_DIRECTIONS FOR THIS TASK_
In the entries that follow, find the word "must" and report each line it is on.

_TASK INPUT_
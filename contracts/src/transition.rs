//! # Transition Contract
//!
//! Rules for the two commands a transition record can carry.
//!
//! ## Start
//!
//! - no inputs, exactly one output
//! - the record links two distinct accounts through two distinct keys
//! - the linear id is not nil
//! - the signers are exactly `{source_key, target_key}`
//! - the claims are exactly the two accounts' active-account keys
//!
//! ## Conclude
//!
//! - exactly one input, no outputs, no claims
//! - the signers are exactly the input record's two keys
//!
//! Either side of a record may conclude it; both must sign.

use thiserror::Error;
use tracing::debug;

use concord_protocol::crypto::keys::ConcordPublicKey;
use concord_protocol::transaction::{
    CommandKind, LegalityVerifier, ProposedTransaction, StructuralVerifier, TransitionRecord,
    UniquenessKey, VerificationError,
};

// ---------------------------------------------------------------------------
// Errors
// ---------------------------------------------------------------------------

/// A broken contract rule.
#[derive(Debug, Clone, PartialEq, Eq, Error)]
pub enum ContractViolation {
    #[error("{command} must have {expected} input(s), found {found}")]
    InputCount {
        command: CommandKind,
        expected: usize,
        found: usize,
    },

    #[error("{command} must have {expected} output(s), found {found}")]
    OutputCount {
        command: CommandKind,
        expected: usize,
        found: usize,
    },

    #[error("source and target must be different accounts")]
    SameAccount,

    #[error("source and target must use different keys")]
    SameKey,

    #[error("linear id must not be nil")]
    NilLinearId,

    #[error("signers must be exactly the record's participant keys")]
    SignerMismatch,

    #[error("claims must be exactly {expected}, found {found}")]
    ClaimMismatch { expected: String, found: String },
}

impl From<ContractViolation> for VerificationError {
    fn from(v: ContractViolation) -> Self {
        VerificationError::Rule(v.to_string())
    }
}

// ---------------------------------------------------------------------------
// TransitionContract
// ---------------------------------------------------------------------------

#[derive(Debug, Clone, Copy, Default)]
pub struct TransitionContract;

impl TransitionContract {
    pub fn new() -> Self {
        Self
    }

    /// Contract rules only, without the structural checks.
    pub fn check_rules(&self, tx: &ProposedTransaction) -> Result<(), ContractViolation> {
        match tx.command.kind {
            CommandKind::Start => check_start(tx),
            CommandKind::Conclude => check_conclude(tx),
        }
    }
}

impl LegalityVerifier for TransitionContract {
    fn verify(&self, tx: &ProposedTransaction) -> Result<(), VerificationError> {
        StructuralVerifier.verify(tx)?;
        self.check_rules(tx).map_err(|violation| {
            debug!(tx_id = %tx.id, %violation, "transition contract violated");
            VerificationError::from(violation)
        })
    }
}

fn expect_counts(
    tx: &ProposedTransaction,
    inputs: usize,
    outputs: usize,
) -> Result<(), ContractViolation> {
    let command = tx.command.kind;
    if tx.inputs.len() != inputs {
        return Err(ContractViolation::InputCount {
            command,
            expected: inputs,
            found: tx.inputs.len(),
        });
    }
    if tx.outputs.len() != outputs {
        return Err(ContractViolation::OutputCount {
            command,
            expected: outputs,
            found: tx.outputs.len(),
        });
    }
    Ok(())
}

/// `true` if `signers` (sorted, deduplicated) is exactly the record's keys.
fn signed_by_participants(signers: &[ConcordPublicKey], record: &TransitionRecord) -> bool {
    let mut expected = vec![record.source_key.clone(), record.target_key.clone()];
    expected.sort();
    expected.dedup();
    signers == expected.as_slice()
}

fn describe(claims: &[UniquenessKey]) -> String {
    let parts: Vec<String> = claims.iter().map(|c| c.to_string()).collect();
    format!("[{}]", parts.join(", "))
}

fn check_start(tx: &ProposedTransaction) -> Result<(), ContractViolation> {
    expect_counts(tx, 0, 1)?;
    let record = &tx.outputs[0];

    if record.source_account == record.target_account {
        return Err(ContractViolation::SameAccount);
    }
    if record.source_key == record.target_key {
        return Err(ContractViolation::SameKey);
    }
    if record.linear_id.is_nil() {
        return Err(ContractViolation::NilLinearId);
    }
    if !signed_by_participants(&tx.command.signers, record) {
        return Err(ContractViolation::SignerMismatch);
    }

    let expected = [
        UniquenessKey::ActiveAccount(record.source_account),
        UniquenessKey::ActiveAccount(record.target_account),
    ];
    let covered = tx.claims.len() == expected.len() && expected.iter().all(|k| tx.claims.contains(k));
    if !covered {
        return Err(ContractViolation::ClaimMismatch {
            expected: describe(&expected),
            found: describe(&tx.claims),
        });
    }
    Ok(())
}

fn check_conclude(tx: &ProposedTransaction) -> Result<(), ContractViolation> {
    expect_counts(tx, 1, 0)?;
    if !tx.claims.is_empty() {
        return Err(ContractViolation::ClaimMismatch {
            expected: describe(&[]),
            found: describe(&tx.claims),
        });
    }
    if !signed_by_participants(&tx.command.signers, &tx.inputs[0].record) {
        return Err(ContractViolation::SignerMismatch);
    }
    Ok(())
}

_YOUR RESPONSE_
//! Either side of a record may conclude it; both must sign.
    #[error("{command} must have {expected} input(s), found {found}")]
    #[error("{command} must have {expected} output(s), found {found}")]
    #[error("source and target must be different accounts")]
    #[error("source and target must use different keys")]
    #[error("linear id must not be nil")]
    #[error("signers must be exactly the record's participant keys")]
    #[error("claims must be exactly {expected}, found {found}")]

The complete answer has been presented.